Printed by H. Teape, Tower-Hill; Sold by Blacks & Parry, Leadenhall-Street ; Cadell & Davies, Strand ; and G. & W. Nicol, Pall-Mall. 1st.ed., 1806. (iv) + 336 pp., engraved frontis + numerous tables. Contemporary qtr. calf ; red calf title-piece ; gilt ; marbled boards ; edges uncut ; re-cased. 29 x 23cm. Foxing to frontis as usual ; binding rubbed at extremities ; the final 9 pp of index bound-in in facsimile o/w V.G. Inscribed on fly-leaf & half-title in heavy ink : This Book was Rescued from destruction or at all events oblivion in being Purchased at a stand for the sale of Old Books by John Leech M.D., Glasgow, 1st Jany. 1852. 92 S. Portland St.
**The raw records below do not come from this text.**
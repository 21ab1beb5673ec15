//! Source adapters: one calendar backend in, one [`SourceResult`] out.

use std::sync::Arc;

use calstatus_core::{DisplayZone, MeetingType, SourceResult};
use chrono::{DateTime, Utc};
use tracing::{debug, warn};

use crate::select::select_status;
use crate::source::{CalendarSource, EventQuery};

/// Wraps a [`CalendarSource`] so that fetching never fails: errors become an
/// error result labelled with the error code.
#[derive(Clone)]
pub struct SourceAdapter {
    source: Arc<dyn CalendarSource>,
    zone: DisplayZone,
}

impl std::fmt::Debug for SourceAdapter {
    fn fmt(&self, f: &mut std::fmt::Formatter<'_>) -> std::fmt::Result {
        f.debug_struct("SourceAdapter")
            .field("source", &self.source.name())
            .field("zone", &self.zone)
            .finish()
    }
}

impl SourceAdapter {
    pub fn new(source: Arc<dyn CalendarSource>, zone: DisplayZone) -> Self {
        Self { source, zone }
    }

    pub fn name(&self) -> &str {
        self.source.name()
    }

    /// Fetches and evaluates `meeting_type` as of now.
    pub async fn fetch_status(&self, meeting_type: MeetingType) -> SourceResult {
        self.fetch_status_at(meeting_type, Utc::now()).await
    }

    /// Fetches and evaluates `meeting_type` as of `now`.
    pub async fn fetch_status_at(
        &self,
        meeting_type: MeetingType,
        now: DateTime<Utc>,
    ) -> SourceResult {
        let query = EventQuery::new(meeting_type, now, self.zone);
        match self.source.fetch_events(query).await {
            Ok(events) => {
                let status = select_status(&events, &query);
                debug!(
                    source = self.name(),
                    meeting_type = %meeting_type,
                    events = events.len(),
                    status = %status.kind(),
                    "source evaluated"
                );
                SourceResult::new(self.name(), status)
            }
            Err(e) => {
                warn!(source = self.name(), error = %e, "source unavailable");
                SourceResult::error(self.name(), e.code().as_str())
            }
        }
    }
}

#[cfg(test)]
pub(crate) mod fake {
    use super::*;
    use crate::error::{ProviderError, ProviderResult};
    use crate::source::BoxFuture;
    use calstatus_core::Event;
    use std::sync::Mutex;

    /// Returns canned events or errors and records the queries it saw.
    #[derive(Debug)]
    pub struct FakeSource {
        pub name: String,
        pub result: Mutex<Option<ProviderResult<Vec<Event>>>>,
        pub queries: Mutex<Vec<EventQuery>>,
    }

    impl FakeSource {
        pub fn events(name: &str, events: Vec<Event>) -> Self {
            Self {
                name: name.to_string(),
                result: Mutex::new(Some(Ok(events))),
                queries: Mutex::new(Vec::new()),
            }
        }

        pub fn failing(name: &str, error: ProviderError) -> Self {
            Self {
                name: name.to_string(),
                result: Mutex::new(Some(Err(error))),
                queries: Mutex::new(Vec::new()),
            }
        }
    }

    impl CalendarSource for FakeSource {
        fn name(&self) -> &str {
            &self.name
        }

        fn fetch_events(&self, query: EventQuery) -> BoxFuture<'_, ProviderResult<Vec<Event>>> {
            self.queries.lock().unwrap().push(query);
            let result = match self.result.lock().unwrap().as_ref() {
                Some(Ok(events)) => Ok(events.clone()),
                Some(Err(e)) => Err(ProviderError::new(e.code(), e.message())),
                None => Ok(Vec::new()),
            };
            Box::pin(async move { result })
        }
    }
}

#[cfg(test)]
mod tests {
    use super::fake::FakeSource;
    use super::*;
    use crate::error::ProviderError;
    use calstatus_core::{Event, SourceStatus, StatusKind};
    use chrono::TimeZone;

    fn at(h: u32, m: u32) -> DateTime<Utc> {
        Utc.with_ymd_and_hms(2024, 6, 1, h, m, 0).unwrap()
    }

    #[tokio::test]
    async fn busy_when_meeting_is_on() {
        let source = Arc::new(FakeSource::events(
            "ICS",
            vec![Event::timed("Standup", at(9, 0), at(9, 30))],
        ));
        let adapter = SourceAdapter::new(source.clone(), DisplayZone::UTC);
        let result = adapter.fetch_status_at(MeetingType::Current, at(9, 15)).await;
        assert_eq!(result, SourceResult::busy("ICS", "Standup @ 09:00"));

        let queries = source.queries.lock().unwrap();
        assert_eq!(queries.len(), 1);
        assert_eq!(queries[0].meeting_type, MeetingType::Current);
        assert_eq!(queries[0].now, at(9, 15));
    }

    #[tokio::test]
    async fn errors_become_error_results() {
        let source = Arc::new(FakeSource::failing(
            "OAuth",
            ProviderError::authentication("token expired"),
        ));
        let adapter = SourceAdapter::new(source, DisplayZone::UTC);
        let result = adapter.fetch_status_at(MeetingType::Next, at(9, 0)).await;
        assert_eq!(result.status(), StatusKind::Error);
        assert_eq!(
            result.status,
            SourceStatus::Error("authentication_failed".to_string())
        );
        assert_eq!(result.source_name, "OAuth");
    }

    #[tokio::test]
    async fn empty_source_is_free() {
        let adapter = SourceAdapter::new(Arc::new(FakeSource::events("Service", vec![])), DisplayZone::UTC);
        let result = adapter.fetch_status_at(MeetingType::Today, at(9, 0)).await;
        assert_eq!(result, SourceResult::free("Service", "No events today"));
    }
}
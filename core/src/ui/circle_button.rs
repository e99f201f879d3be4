use embedded_graphics::pixelcolor::Rgb888;

use crate::framebuffer::Framebuffer;

use super::geom::Rect;
use super::view::{RenderQueue, UiContext, View};

/// Round option button with a centred 1-bit icon. `opacity` below 1.0 mixes
/// the button into whatever is already in the frame, which is how the
/// show/hide and dismiss fades are drawn.
pub struct CircleButton<'a> {
    pub fill: Rgb888,
    pub icon: &'a [u8],
    pub icon_size: u32,
    pub icon_color: Rgb888,
    pub opacity: f32,
}

impl View for CircleButton<'_> {
    fn render(&mut self, ctx: &mut UiContext<'_>, rect: Rect, rq: &mut RenderQueue) {
        let alpha = (self.opacity.clamp(0.0, 1.0) * 255.0) as u8;
        if alpha == 0 {
            return;
        }

        let center = rect.center();
        let r = rect.w.min(rect.h) / 2;
        for y in rect.y..rect.bottom() {
            for x in rect.x..rect.right() {
                let dx = x - center.x;
                let dy = y - center.y;
                if dx * dx + dy * dy < r * r {
                    ctx.buffers.blend_pixel(x, y, self.fill, alpha);
                }
            }
        }

        let icon_x = center.x - self.icon_size as i32 / 2;
        let icon_y = center.y - self.icon_size as i32 / 2;
        draw_icon_mask(
            ctx.buffers,
            icon_x,
            icon_y,
            self.icon_size,
            self.icon_size,
            self.icon,
            self.icon_color,
            alpha,
        );
        rq.push(rect);
    }
}

#[allow(clippy::too_many_arguments)]
fn draw_icon_mask(
    frame: &mut Framebuffer,
    x: i32,
    y: i32,
    width: u32,
    height: u32,
    mask: &[u8],
    color: Rgb888,
    alpha: u8,
) {
    for row in 0..height {
        for col in 0..width {
            let idx = (row * width + col) as usize;
            let byte = idx / 8;
            let bit = 7 - (idx % 8);
            if byte < mask.len() && (mask[byte] >> bit) & 0x01 == 1 {
                frame.blend_pixel(x + col as i32, y + row as i32, color, alpha);
            }
        }
    }
}
use std::time::Instant;

use finch_core::{
    application::Application,
    display::{HEIGHT, WIDTH},
    framebuffer::Framebuffer,
};

use crate::assets::DesktopAssetSource;
use crate::display::MinifbDisplay;

mod assets;
mod display;

fn main() {
    env_logger::Builder::from_env(env_logger::Env::default().default_filter_or("info")).init();

    log::info!("Finch desktop application started");

    let wallpaper_path = std::env::args()
        .nth(1)
        .unwrap_or_else(|| "wallpaper.png".to_string());

    let mut window = minifb::Window::new(
        "Finch Desktop",
        WIDTH,
        HEIGHT,
        minifb::WindowOptions::default(),
    )
    .unwrap_or_else(|e| {
        panic!("Unable to open window: {}", e);
    });

    window.set_target_fps(60);

    let mut frame = Framebuffer::new();
    let mut source = DesktopAssetSource::new(&wallpaper_path);
    let mut display = MinifbDisplay::new(window);
    let mut application = Application::new(&mut frame, &mut source);

    let mut last_frame = Instant::now();
    while display.is_open() {
        let now = Instant::now();
        let elapsed_ms = now.duration_since(last_frame).as_millis() as u32;
        last_frame = now;

        display.update(elapsed_ms);
        application.update(display.touch(), elapsed_ms);
        application.draw(&mut display);
    }
}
Now Forwarded for Presentation to The Right Hon. Sir James Graham, Bart., First Lord of the Admiralty, on the 21st day of October 1853, being the Anniversary of the victory and lamented death of England’s Naval Hero, the Immortal Nelson, [by] His Most Humble & Devoted Servant, John Leech, M.D…. Etc., etc. (a good deal of MS. notes &c., follow). Sir James Robert George Graham (1792-1861) was First Lord of the Admiralty from 1830 to 1833 in Grey’s reform government. He served again in this capacity, 1853-1854, on the outbreak of the Crimean War. Charles Derrick of the ‘Navy Office’, provides a history of the Royal Navy from the reign of Henry VII, demonstrating its rise in power and influence down to the year following Trafalgar – 1806. It also contains important lists of the Royal Navy in 1517, 1521, 1548, 1549, 1552, and 1557. The author examines the state of the Navy at different periods. The number, tonnage and classes of ships and vessels employed. He looks at the times of neglect, the improvements in shipbuilding, the state of the Royal Dockyards, and the condition of magazines and stores. Derrick does not give a history in the general sense, rather a more un-usual account and record of the material fabric of the British fleet, although he does describe several engagements and battles including Nelson’s three great victories and his death in the year before publication. He provides detailed information on many aspects of the Georgian Navy and earlier fleets, making this a useful and contemporary source of reference. Derrick dedicated his book to Lord Barham, First Lord of the Admiralty. This copy, with its quirky inscription, was presented to another First Lord almost 50 years later.